Supplied records below:

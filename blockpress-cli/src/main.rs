use blockpress::builder::CONFIG_FILE;
use blockpress::schema::{load_definitions, GeneratorRegistry};
use blockpress::validation::validate_definitions;
use blockpress::{Builder, RawValues};
use clap::{Parser, Subcommand, ValueEnum};
use std::path::Path;
use std::process;

/// BlockPress CLI: compile block definitions and inspect stored block data
#[derive(Parser)]
#[command(name = "blockpress", version, about)]
struct Cli {
    /// Path to the data directory (default: current directory)
    #[arg(long, default_value = ".")]
    data_dir: String,

    /// Output format
    #[arg(long, default_value = "yaml")]
    format: OutputFormat,

    #[command(subcommand)]
    command: Command,
}

#[derive(Clone, ValueEnum)]
enum OutputFormat {
    Yaml,
    Json,
}

#[derive(Subcommand)]
enum Command {
    /// Compile the definitions and print the field group
    Compile {
        /// Write the compiled field group to a file instead of stdout
        #[arg(long)]
        output: Option<String>,
    },

    /// Print the flat index of the published schema
    Flatmap,

    /// Look up one compiled node id
    Lookup {
        /// Compiled node id (e.g. field_3f2a...)
        id: String,
    },

    /// Rehydrate stored rows of a layout
    Rehydrate {
        /// Layout name
        layout: String,
        /// JSON file holding an array of stored rows (stdin when omitted)
        #[arg(long)]
        input: Option<String>,
    },

    /// Rehydrate a content item's builder row with the layout it selects
    Item {
        /// JSON file holding the item's builder row (stdin when omitted)
        #[arg(long)]
        input: Option<String>,
    },

    /// Turn rehydrated blocks back into stored rows
    Flatten {
        /// JSON file holding an array of rehydrated blocks (stdin when omitted)
        #[arg(long)]
        input: Option<String>,
    },

    /// Lint the definitions without publishing
    Validate,

    /// Show the published schema, history and cache stats
    Status,

    /// Recompile whenever a definition file changes
    Watch,

    /// Drop every cached rendering
    ClearCache,
}

fn main() {
    env_logger::Builder::from_env(env_logger::Env::default().default_filter_or("warn")).init();
    let cli = Cli::parse();

    if let Err(e) = run(cli) {
        eprintln!("ERROR:{e}");
        process::exit(1);
    }
}

fn run(cli: Cli) -> Result<(), Box<dyn std::error::Error>> {
    let data_dir = cli.data_dir.as_str();
    let open = || Builder::open(data_dir);

    match cli.command {
        Command::Compile { output } => {
            let schema = open()?.compile()?;
            let group = serde_json::to_value(&schema.group)?;
            match output {
                Some(path) => {
                    std::fs::write(&path, serde_json::to_string_pretty(&group)?)
                        .map_err(|e| format!("Failed to write '{path}': {e}"))?;
                    print_output(
                        &serde_json::json!({
                            "ok": true,
                            "source_hash": schema.source_hash,
                            "nodes": schema.flatmap.len(),
                            "output": path,
                        }),
                        &cli.format,
                    )?;
                }
                None => print_output(&group, &cli.format)?,
            }
        }

        Command::Flatmap => {
            let schema = open()?.schema()?;
            let entries = serde_json::to_value(schema.flatmap.sorted_entries())?;
            print_output(&entries, &cli.format)?;
        }

        Command::Lookup { id } => match open()?.lookup(&id)? {
            Some(entry) => print_output(&serde_json::to_value(entry)?, &cli.format)?,
            None => return Err(format!("Unknown node id: {id}").into()),
        },

        Command::Rehydrate { layout, input } => {
            let rows = read_rows(input)?;
            let blocks = open()?.rehydrate_layout(&layout, &rows, &RawValues)?;
            print_output(&serde_json::Value::Array(blocks), &cli.format)?;
        }

        Command::Item { input } => {
            let row = match read_input(input)? {
                serde_json::Value::Object(row) => row,
                _ => return Err("Item input must be a JSON object".into()),
            };
            match open()?.rehydrate_item(&row, &RawValues)? {
                Some(item) => print_output(&serde_json::to_value(item)?, &cli.format)?,
                None => print_output(&serde_json::json!({ "enabled": false }), &cli.format)?,
            }
        }

        Command::Flatten { input } => {
            let blocks = read_rows(input)?;
            let rows = open()?.flatten_layout(&blocks)?;
            print_output(&serde_json::Value::Array(rows), &cli.format)?;
        }

        Command::Validate => {
            // Linting must work on definitions that do not compile.
            let definitions = load_definitions(&Path::new(data_dir).join(CONFIG_FILE))?;
            let result = validate_definitions(&definitions, &GeneratorRegistry::with_builtins());
            print_output(&serde_json::to_value(&result)?, &cli.format)?;
            if !result.is_ok() {
                return Err(format!("{} validation error(s)", result.errors.len()).into());
            }
        }

        Command::Status => {
            print_output(&open()?.status()?, &cli.format)?;
        }

        Command::Watch => {
            let builder = open()?;
            let watcher = builder.watch()?;
            log::info!("Watching {data_dir} for definition changes");
            for batch in watcher.event_rx.iter() {
                let paths: Vec<String> = batch.iter().map(|c| c.path.display().to_string()).collect();
                match builder.reload() {
                    Ok(schema) => print_output(
                        &serde_json::json!({
                            "ok": true,
                            "changed": paths,
                            "source_hash": schema.source_hash,
                        }),
                        &cli.format,
                    )?,
                    Err(e) => print_output(
                        &serde_json::json!({
                            "ok": false,
                            "changed": paths,
                            "error": e.to_string(),
                        }),
                        &cli.format,
                    )?,
                }
            }
        }

        Command::ClearCache => {
            let removed = open()?.clear_cache()?;
            print_output(&serde_json::json!({ "ok": true, "removed": removed }), &cli.format)?;
        }
    }

    Ok(())
}

fn print_output(
    value: &serde_json::Value,
    format: &OutputFormat,
) -> Result<(), Box<dyn std::error::Error>> {
    match format {
        OutputFormat::Json => {
            println!("{}", serde_json::to_string_pretty(value)?);
        }
        OutputFormat::Yaml => {
            print!("{}", serde_yaml::to_string(value)?);
        }
    }
    Ok(())
}

fn read_rows(input: Option<String>) -> Result<Vec<serde_json::Value>, Box<dyn std::error::Error>> {
    let rows: Vec<serde_json::Value> = serde_json::from_value(read_input(input)?)?;
    Ok(rows)
}

fn read_input(input: Option<String>) -> Result<serde_json::Value, Box<dyn std::error::Error>> {
    let content = match input {
        Some(path) => std::fs::read_to_string(&path)
            .map_err(|e| format!("Failed to read input file '{path}': {e}"))?,
        None => {
            use std::io::Read;
            let mut content = String::new();
            std::io::stdin().read_to_string(&mut content)?;
            content
        }
    };
    Ok(serde_json::from_str(&content)?)
}
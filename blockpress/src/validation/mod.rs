use crate::compiler::{compile, core_configure_fields, tab_name, FieldKind};
use crate::error::{BlockPressError, Result};
use crate::registry::{Entity, FieldGroup, Registry};
use crate::schema::{DefinitionFile, FieldDeclaration, FieldSlot, GeneratorRegistry, NameFilter};
use serde::Serialize;
use std::collections::HashSet;

/// Result of validating a set of definitions
#[derive(Debug, Clone, Default, Serialize)]
pub struct ValidationResult {
    pub errors: Vec<String>,
    pub warnings: Vec<String>,
}

impl ValidationResult {
    pub fn is_ok(&self) -> bool {
        self.errors.is_empty()
    }

    pub fn has_warnings(&self) -> bool {
        !self.warnings.is_empty()
    }

    /// Turn collected errors into a single `Validation` error.
    pub fn into_result(self) -> Result<Vec<String>> {
        if self.errors.is_empty() {
            Ok(self.warnings)
        } else {
            Err(BlockPressError::Validation(self.errors.join("; ")))
        }
    }
}

/// Comparison operators the storage layer evaluates.
const SUPPORTED_OPERATORS: &[&str] = &[
    "==", "!=", "==empty", "!=empty", "==pattern", "==contains", "<", ">",
];

/// Containers that may nest one another, past which a warning is raised.
/// Each one is compiled again under every other at each nesting level.
const OPEN_CONTAINER_LIMIT: usize = 3;

/// Lint definitions without publishing anything.
///
/// Reports every problem found instead of stopping at the first one. When the
/// lints find no errors, a full compilation is attempted so that anything the
/// compiler rejects is reported too.
pub fn validate_definitions(
    definitions: &DefinitionFile,
    generators: &GeneratorRegistry,
) -> ValidationResult {
    let mut result = ValidationResult::default();

    for (block, def) in &definitions.blocks {
        for slots in [&def.content, &def.customise, &def.configure] {
            check_generators(block, slots, generators, &mut result);
        }
    }

    let registry = match Registry::build(definitions.clone(), generators) {
        Ok(registry) => registry,
        Err(e) => {
            result.errors.push(e.to_string());
            return result;
        }
    };

    for block in registry.blocks() {
        check_block(&registry, block, &mut result);
    }
    for layout in registry.layouts() {
        check_children(&registry, layout, &mut result);
        let compatible = registry
            .candidates(&layout.children)
            .iter()
            .any(|b| b.is_compatible_with(layout));
        if !compatible {
            result
                .warnings
                .push(format!("Layout '{}' accepts no blocks", layout.name));
        }
    }

    check_open_containers(&registry, &mut result);

    if result.is_ok() {
        if let Err(e) = compile(&registry) {
            result.errors.push(e.to_string());
        }
    }
    result
}

/// Validate and fail on the first set of errors; warnings are logged.
pub fn validate_strict(definitions: &DefinitionFile, generators: &GeneratorRegistry) -> Result<()> {
    let warnings = validate_definitions(definitions, generators).into_result()?;
    for warning in warnings {
        log::warn!("{warning}");
    }
    Ok(())
}

fn check_generators(
    block: &str,
    slots: &[FieldSlot],
    generators: &GeneratorRegistry,
    result: &mut ValidationResult,
) {
    for slot in slots {
        match slot {
            FieldSlot::Generated(reference) if !generators.contains(&reference.generate) => {
                result.warnings.push(format!(
                    "Block '{block}' uses unknown field generator '{}'",
                    reference.generate
                ));
            }
            FieldSlot::Generated(_) => {}
            FieldSlot::Literal(decl) => check_generators(block, &decl.sub_fields, generators, result),
        }
    }
}

fn check_block(registry: &Registry, block: &Entity, result: &mut ValidationResult) {
    let core = core_configure_fields();
    for group in FieldGroup::ALL {
        let mut fields: Vec<&FieldDeclaration> = block.fields.get(group).iter().collect();
        if group == FieldGroup::Configure && registry.settings().core_fields {
            fields.extend(core.iter());
        }

        let mut seen = HashSet::new();
        if group != FieldGroup::Content {
            seen.insert(tab_name(group));
        }
        for decl in &fields {
            if !seen.insert(decl.name().to_string()) {
                result.errors.push(format!(
                    "Duplicate field name '{}' in block '{}' ({group})",
                    decl.name(),
                    block.name
                ));
            }
        }

        let names: HashSet<&str> = fields.iter().map(|d| d.name()).collect();
        for decl in &fields {
            check_field(block, decl, &names, result);
        }
    }

    if block.is_container() {
        check_children(registry, block, result);
        let compatible = registry
            .candidates(&block.children)
            .iter()
            .any(|b| b.name != block.name && b.is_compatible_with(block));
        if !compatible {
            result
                .warnings
                .push(format!("Container block '{}' accepts no nested blocks", block.name));
        }
    }
}

fn check_field(
    block: &Entity,
    decl: &FieldDeclaration,
    siblings: &HashSet<&str>,
    result: &mut ValidationResult,
) {
    let Some(kind) = FieldKind::parse(&decl.field_type) else {
        result.errors.push(format!(
            "Unknown field type '{}' for field '{}' in block '{}'",
            decl.field_type,
            decl.name(),
            block.name
        ));
        return;
    };

    if let Some(condition) = &decl.conditional {
        for rule in condition.clauses().into_iter().flatten() {
            if !siblings.contains(rule.field.as_str()) {
                result.warnings.push(format!(
                    "Field '{}' in block '{}' has a condition on '{}', which is not in the same group",
                    decl.name(),
                    block.name,
                    rule.field
                ));
            }
            if !SUPPORTED_OPERATORS.contains(&rule.operator.as_str()) {
                result.errors.push(format!(
                    "Field '{}' in block '{}' uses unsupported operator '{}'",
                    decl.name(),
                    block.name,
                    rule.operator
                ));
            }
        }
    }

    if decl.blocks.is_some() && !kind.is_block_collection() {
        result.warnings.push(format!(
            "Field '{}' in block '{}' lists blocks but is a {kind} field",
            decl.name(),
            block.name
        ));
    }

    if kind.has_sub_fields() {
        let subs: Vec<&FieldDeclaration> = decl.literal_sub_fields().collect();
        let mut seen = HashSet::new();
        for sub in &subs {
            if !seen.insert(sub.name()) {
                result.errors.push(format!(
                    "Duplicate sub field '{}' under '{}' in block '{}'",
                    sub.name(),
                    decl.name(),
                    block.name
                ));
            }
        }
        let names: HashSet<&str> = subs.iter().map(|d| d.name()).collect();
        for sub in subs {
            check_field(block, sub, &names, result);
        }
    }
}

/// Containers without an explicit child list that accept another container.
fn check_open_containers(registry: &Registry, result: &mut ValidationResult) {
    let open: Vec<&str> = registry
        .blocks()
        .filter(|block| block.is_container() && !matches!(block.children, NameFilter::Only(_)))
        .filter(|block| {
            registry
                .candidates(&block.children)
                .iter()
                .any(|child| child.name != block.name && child.is_container() && child.is_compatible_with(block))
        })
        .map(|block| block.name.as_str())
        .collect();
    if open.len() > OPEN_CONTAINER_LIMIT {
        result.warnings.push(format!(
            "{} container blocks accept other containers ({}); the compiled schema grows with every nesting level, list their blocks explicitly",
            open.len(),
            open.join(", ")
        ));
    }
}

fn check_children(registry: &Registry, parent: &Entity, result: &mut ValidationResult) {
    for name in parent.children.named() {
        if registry.block(name).is_none() {
            result.warnings.push(format!(
                "{} lists unknown block '{name}'",
                parent.entity_ref()
            ));
        }
    }
}
pub mod schema;
pub mod key;
pub mod registry;
pub mod compiler;
pub mod flatmap;
pub mod rehydrate;
pub mod render_cache;
pub mod system_db;
pub mod builder;
pub mod validation;
pub mod watcher;
pub mod error;

pub use builder::Builder;
pub use compiler::{compile, CompiledSchema};
pub use error::{BlockPressError, Result};
pub use flatmap::{FlatEntry, FlatIndex};
pub use registry::Registry;
pub use rehydrate::{RawValues, ValueResolver};
pub use render_cache::{RenderCache, RenderPass, TemplateRenderer};
pub use schema::DefinitionFile;
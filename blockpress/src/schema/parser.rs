use super::types::DefinitionFile;
use crate::error::{BlockPressError, Result};
use std::path::{Path, PathBuf};

/// Parse a definition file into a DefinitionFile
pub fn parse_definitions(path: &Path) -> Result<DefinitionFile> {
    let content = std::fs::read_to_string(path)?;
    parse_definitions_str(&content)
}

/// Parse a definition YAML string into a DefinitionFile
pub fn parse_definitions_str(content: &str) -> Result<DefinitionFile> {
    if content.trim().is_empty() {
        return Ok(DefinitionFile::default());
    }
    let definitions: DefinitionFile = serde_yaml::from_str(content)?;
    Ok(definitions)
}

/// Load the root definition file and merge every file matched by its `include` globs.
///
/// Included files contribute blocks and layouts only. When the same name is
/// defined more than once, the file loaded last wins.
pub fn load_definitions(config_path: &Path) -> Result<DefinitionFile> {
    let mut root = parse_definitions(config_path)?;
    let base = config_path.parent().unwrap_or_else(|| Path::new("."));

    for path in include_paths(base, &root.include)? {
        if path == config_path {
            continue;
        }
        let included = parse_definitions(&path)?;
        if !included.include.is_empty() {
            log::warn!(
                "Nested includes in {} are ignored",
                path.display()
            );
        }
        merge_into(&mut root, included, &path);
    }

    Ok(root)
}

/// Expand include globs relative to `base`, sorted for a stable merge order.
pub fn include_paths(base: &Path, patterns: &[String]) -> Result<Vec<PathBuf>> {
    let mut paths = Vec::new();
    for pattern in patterns {
        let full = format!("{}/{}", base.display(), pattern);
        let mut matched: Vec<PathBuf> = glob::glob(&full)
            .map_err(|e| BlockPressError::Config(format!("Bad include pattern '{pattern}': {e}")))?
            .filter_map(|r| r.ok())
            .filter(|p| p.is_file())
            .collect();
        if matched.is_empty() {
            log::warn!("Include pattern '{pattern}' matched no files");
        }
        matched.sort();
        for path in matched {
            if !paths.contains(&path) {
                paths.push(path);
            }
        }
    }
    Ok(paths)
}

fn merge_into(root: &mut DefinitionFile, other: DefinitionFile, source: &Path) {
    for (name, block) in other.blocks {
        if root.blocks.insert(name.clone(), block).is_some() {
            log::warn!("Block '{name}' redefined in {}", source.display());
        }
    }
    for (name, layout) in other.layouts {
        if root.layouts.insert(name.clone(), layout).is_some() {
            log::warn!("Layout '{name}' redefined in {}", source.display());
        }
    }
}
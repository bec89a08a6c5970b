use notify::{Config, Event, EventKind, RecommendedWatcher, RecursiveMode, Watcher};
use std::collections::BTreeMap;
use std::path::{Path, PathBuf};
use std::sync::mpsc;
use std::time::{Duration, Instant};

const DEBOUNCE: Duration = Duration::from_millis(100);

/// A debounced change to one definition file.
#[derive(Debug, Clone, PartialEq, Eq)]
pub struct DefinitionChange {
    pub path: PathBuf,
    pub kind: ChangeKind,
}

/// The kind of file change detected.
#[derive(Debug, Clone, Copy, PartialEq, Eq, Hash)]
pub enum ChangeKind {
    Created,
    Modified,
    Deleted,
}

/// Watches the data directory for edits to definition files.
///
/// Changes are debounced and delivered in batches, one batch per burst of
/// edits, so a save that touches several included files triggers a single
/// recompilation.
pub struct DefinitionWatcher {
    _watcher: RecommendedWatcher,
    _thread: std::thread::JoinHandle<()>,
    /// Receiver for debounced batches of changes
    pub event_rx: mpsc::Receiver<Vec<DefinitionChange>>,
}

impl DefinitionWatcher {
    /// Start watching `root` recursively.
    pub fn start(root: &Path) -> Result<Self, notify::Error> {
        let (notify_tx, notify_rx) = mpsc::channel::<notify::Result<Event>>();
        let (event_tx, event_rx) = mpsc::channel::<Vec<DefinitionChange>>();

        let mut watcher = RecommendedWatcher::new(
            move |res| {
                let _ = notify_tx.send(res);
            },
            Config::default(),
        )?;
        watcher.watch(root, RecursiveMode::Recursive)?;

        let thread = std::thread::spawn(move || {
            let mut pending: BTreeMap<PathBuf, ChangeKind> = BTreeMap::new();
            let mut last_event = Instant::now();

            loop {
                match notify_rx.recv_timeout(DEBOUNCE) {
                    Ok(Ok(event)) => {
                        if let Some(kind) = change_kind(&event.kind) {
                            for path in event.paths {
                                if is_definition_file(&path) {
                                    pending.insert(path, kind);
                                }
                            }
                        }
                        last_event = Instant::now();
                    }
                    Ok(Err(e)) => {
                        log::warn!("Definition watcher error: {e}");
                    }
                    Err(mpsc::RecvTimeoutError::Timeout) => {
                        if !pending.is_empty() && last_event.elapsed() >= DEBOUNCE {
                            let batch = std::mem::take(&mut pending)
                                .into_iter()
                                .map(|(path, kind)| DefinitionChange { path, kind })
                                .collect();
                            if event_tx.send(batch).is_err() {
                                return;
                            }
                        }
                    }
                    Err(mpsc::RecvTimeoutError::Disconnected) => break,
                }
            }
        });

        Ok(DefinitionWatcher {
            _watcher: watcher,
            _thread: thread,
            event_rx,
        })
    }
}

fn change_kind(kind: &EventKind) -> Option<ChangeKind> {
    match kind {
        EventKind::Create(_) => Some(ChangeKind::Created),
        EventKind::Modify(_) => Some(ChangeKind::Modified),
        EventKind::Remove(_) => Some(ChangeKind::Deleted),
        _ => None,
    }
}

/// Definition files are YAML; the system database and editor droppings are ignored.
pub fn is_definition_file(path: &Path) -> bool {
    let hidden = path
        .file_name()
        .and_then(|n| n.to_str())
        .map(|n| n.starts_with('.') || n.ends_with('~'))
        .unwrap_or(true);
    if hidden {
        return false;
    }
    matches!(
        path.extension().and_then(|e| e.to_str()),
        Some("yaml") | Some("yml")
    )
}

#[cfg(test)]
mod tests {
    use super::*;

    #[test]
    fn test_definition_file_filter() {
        assert!(is_definition_file(Path::new("/data/blockpress.yaml")));
        assert!(is_definition_file(Path::new("/data/blocks/hero.yml")));
        assert!(!is_definition_file(Path::new("/data/_system.db")));
        assert!(!is_definition_file(Path::new("/data/_system.db-journal")));
        assert!(!is_definition_file(Path::new("/data/.blockpress.yaml.swp")));
        assert!(!is_definition_file(Path::new("/data/.hidden.yaml")));
        assert!(!is_definition_file(Path::new("/data/templates/hero.html")));
    }

    #[test]
    fn test_change_kind_mapping() {
        use notify::event::{CreateKind, ModifyKind, RemoveKind};
        assert_eq!(
            change_kind(&EventKind::Create(CreateKind::File)),
            Some(ChangeKind::Created)
        );
        assert_eq!(
            change_kind(&EventKind::Modify(ModifyKind::Any)),
            Some(ChangeKind::Modified)
        );
        assert_eq!(
            change_kind(&EventKind::Remove(RemoveKind::File)),
            Some(ChangeKind::Deleted)
        );
        assert_eq!(change_kind(&EventKind::Any), None);
    }

    #[test]
    fn test_start_on_missing_directory_fails() {
        let tmp = tempfile::tempdir().unwrap();
        assert!(DefinitionWatcher::start(&tmp.path().join("nope")).is_err());
    }
}
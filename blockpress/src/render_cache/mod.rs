//! Render cache.
//!
//! Memoises rendered output per (content item, layout, parent path, position,
//! block). Entries live in memory for the process and can be saved to and
//! loaded from the system database.

use crate::error::{BlockPressError, Result};
use crate::rehydrate::BlockMeta;
use crate::schema::Settings;
use crate::system_db::SystemDb;
use chrono::{DateTime, Utc};
use serde::{Deserialize, Serialize};
use serde_json::Value;
use std::collections::HashMap;
use std::sync::{RwLock, RwLockReadGuard, RwLockWriteGuard};

const KEY_DELIMITER: &str = "|";

/// Renders block and layout templates. Implemented by the host.
pub trait TemplateRenderer {
    /// Render one rehydrated block.
    fn render_block(&self, layout: &str, block: &str, data: &Value) -> Result<String>;

    /// Wrap the rendered blocks of a layout. `None` joins them with newlines.
    fn render_layout(&self, _layout: &str, _blocks: &[String], _data: &Value) -> Result<Option<String>> {
        Ok(None)
    }
}

/// Identity of one rendered unit.
#[derive(Debug, Clone, PartialEq, Eq, Hash, Serialize, Deserialize)]
pub struct CacheKey {
    pub content_item: String,
    pub layout: String,
    pub parent: Option<String>,
    pub index: Option<usize>,
    pub block: Option<String>,
}

impl CacheKey {
    /// A whole layout rendering.
    pub fn layout(content_item: &str, layout: &str) -> Self {
        CacheKey {
            content_item: content_item.to_string(),
            layout: layout.to_string(),
            parent: None,
            index: None,
            block: None,
        }
    }

    /// One block at its position.
    pub fn block(content_item: &str, meta: &BlockMeta) -> Self {
        CacheKey {
            content_item: content_item.to_string(),
            layout: meta.layout.clone(),
            parent: Some(meta.parent.clone()),
            index: Some(meta.index),
            block: Some(meta.block.clone()),
        }
    }

    /// `item|layout|parent[|index|block]`, parent defaulting to the layout name.
    pub fn composite(&self) -> String {
        let mut parts = vec![
            self.content_item.clone(),
            self.layout.clone(),
            self.parent.clone().unwrap_or_else(|| self.layout.clone()),
        ];
        if let Some(index) = self.index {
            parts.push(index.to_string());
        }
        if let Some(block) = &self.block {
            parts.push(block.clone());
        }
        parts.join(KEY_DELIMITER)
    }
}

#[derive(Debug, Clone, PartialEq, Eq, Serialize, Deserialize)]
pub struct CacheEntry {
    pub output: String,
    pub stored_at: DateTime<Utc>,
}

/// Output of one render and whether it may be stored.
#[derive(Debug, Clone, PartialEq, Eq)]
pub struct Rendered {
    pub output: String,
    /// False when the output holds a missing-template placeholder
    pub cacheable: bool,
}

impl Rendered {
    pub fn new(output: String) -> Self {
        Rendered {
            output,
            cacheable: true,
        }
    }

    /// Output that must not be stored, such as one wrapping a placeholder.
    pub fn transient(output: String) -> Self {
        Rendered {
            output,
            cacheable: false,
        }
    }
}

/// One top-level render request.
#[derive(Debug, Clone, Copy, PartialEq, Eq, Default)]
pub struct RenderPass {
    bust: bool,
}

impl RenderPass {
    pub fn is_busting(&self) -> bool {
        self.bust
    }
}

pub struct RenderCache {
    entries: RwLock<HashMap<String, CacheEntry>>,
    enabled: bool,
    markers: bool,
}

impl RenderCache {
    pub fn new(enabled: bool, markers: bool) -> Self {
        RenderCache {
            entries: RwLock::new(HashMap::new()),
            enabled,
            markers,
        }
    }

    pub fn from_settings(settings: &Settings) -> Self {
        Self::new(settings.use_cache, settings.cache_markers)
    }

    pub fn is_enabled(&self) -> bool {
        self.enabled
    }

    /// Start a render pass. A bust only applies to privileged callers.
    pub fn begin_pass(&self, bust_requested: bool, privileged: bool) -> RenderPass {
        if bust_requested && !privileged {
            log::debug!("Ignoring cache bust from unprivileged caller");
        }
        RenderPass {
            bust: bust_requested && privileged,
        }
    }

    /// Return the cached output for `key`, or render and store it.
    ///
    /// A busting pass always renders and leaves stored entries untouched.
    /// A missing template renders as a placeholder comment that is never cached.
    pub fn get_or_render<F>(&self, pass: &RenderPass, key: &CacheKey, render: F) -> Result<String>
    where
        F: FnOnce() -> Result<String>,
    {
        self.get_or_render_tracked(pass, key, || render().map(Rendered::new))
            .map(|rendered| rendered.output)
    }

    /// Like [`get_or_render`](Self::get_or_render), for renders that may
    /// report their output as not cacheable. The result tells the caller
    /// whether a placeholder ended up in the output.
    pub fn get_or_render_tracked<F>(&self, pass: &RenderPass, key: &CacheKey, render: F) -> Result<Rendered>
    where
        F: FnOnce() -> Result<Rendered>,
    {
        let composite = key.composite();
        if self.enabled && !pass.bust {
            if let Some(entry) = self.read().get(&composite) {
                log::debug!("Render cache hit: {composite}");
                return Ok(Rendered::new(self.mark(&composite, entry)));
            }
        }
        log::debug!("Render cache miss: {composite}");

        match render() {
            Ok(rendered) => {
                if self.enabled && !pass.bust && rendered.cacheable {
                    self.write().insert(
                        composite,
                        CacheEntry {
                            output: rendered.output.clone(),
                            stored_at: Utc::now(),
                        },
                    );
                } else if !rendered.cacheable {
                    log::debug!("Not caching {composite}: output holds a placeholder");
                }
                Ok(rendered)
            }
            Err(BlockPressError::MissingTemplate { name }) => {
                log::warn!("Missing template for {name}");
                Ok(Rendered::transient(missing_template_placeholder(&name)))
            }
            Err(e) => Err(e),
        }
    }

    pub fn get(&self, key: &CacheKey) -> Option<CacheEntry> {
        self.read().get(&key.composite()).cloned()
    }

    /// Drop one whole entry.
    pub fn invalidate(&self, key: &CacheKey) -> bool {
        self.write().remove(&key.composite()).is_some()
    }

    pub fn clear(&self) {
        self.write().clear();
    }

    pub fn len(&self) -> usize {
        self.read().len()
    }

    pub fn is_empty(&self) -> bool {
        self.read().is_empty()
    }

    /// Load persisted entries; entries already in memory win.
    pub fn load_from_db(&self, db: &SystemDb) -> Result<usize> {
        let stored = db.get_cache_entries()?;
        let mut entries = self.write();
        let mut loaded = 0;
        for (key, entry) in stored {
            if !entries.contains_key(&key) {
                entries.insert(key, entry);
                loaded += 1;
            }
        }
        Ok(loaded)
    }

    /// Replace the persisted cache with the in-memory entries.
    pub fn save_to_db(&self, db: &SystemDb) -> Result<()> {
        let entries = self.read();
        db.replace_cache_entries(entries.iter())
    }

    fn mark(&self, composite: &str, entry: &CacheEntry) -> String {
        if !self.markers {
            return entry.output.clone();
        }
        format!(
            "<!-- blockpress:cached {composite} @ {} -->\n{}",
            entry.stored_at.to_rfc3339(),
            entry.output
        )
    }

    fn read(&self) -> RwLockReadGuard<'_, HashMap<String, CacheEntry>> {
        self.entries.read().unwrap_or_else(|poisoned| poisoned.into_inner())
    }

    fn write(&self) -> RwLockWriteGuard<'_, HashMap<String, CacheEntry>> {
        self.entries.write().unwrap_or_else(|poisoned| poisoned.into_inner())
    }
}

impl Default for RenderCache {
    fn default() -> Self {
        Self::new(true, true)
    }
}

pub fn missing_template_placeholder(name: &str) -> String {
    format!("<!-- blockpress: missing template for {name} -->")
}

End of Supplied records.

◆ **Directions**: Reading through the material above, work out how many lines include "siblings", then state that number alone.

◆ **Solution**: 2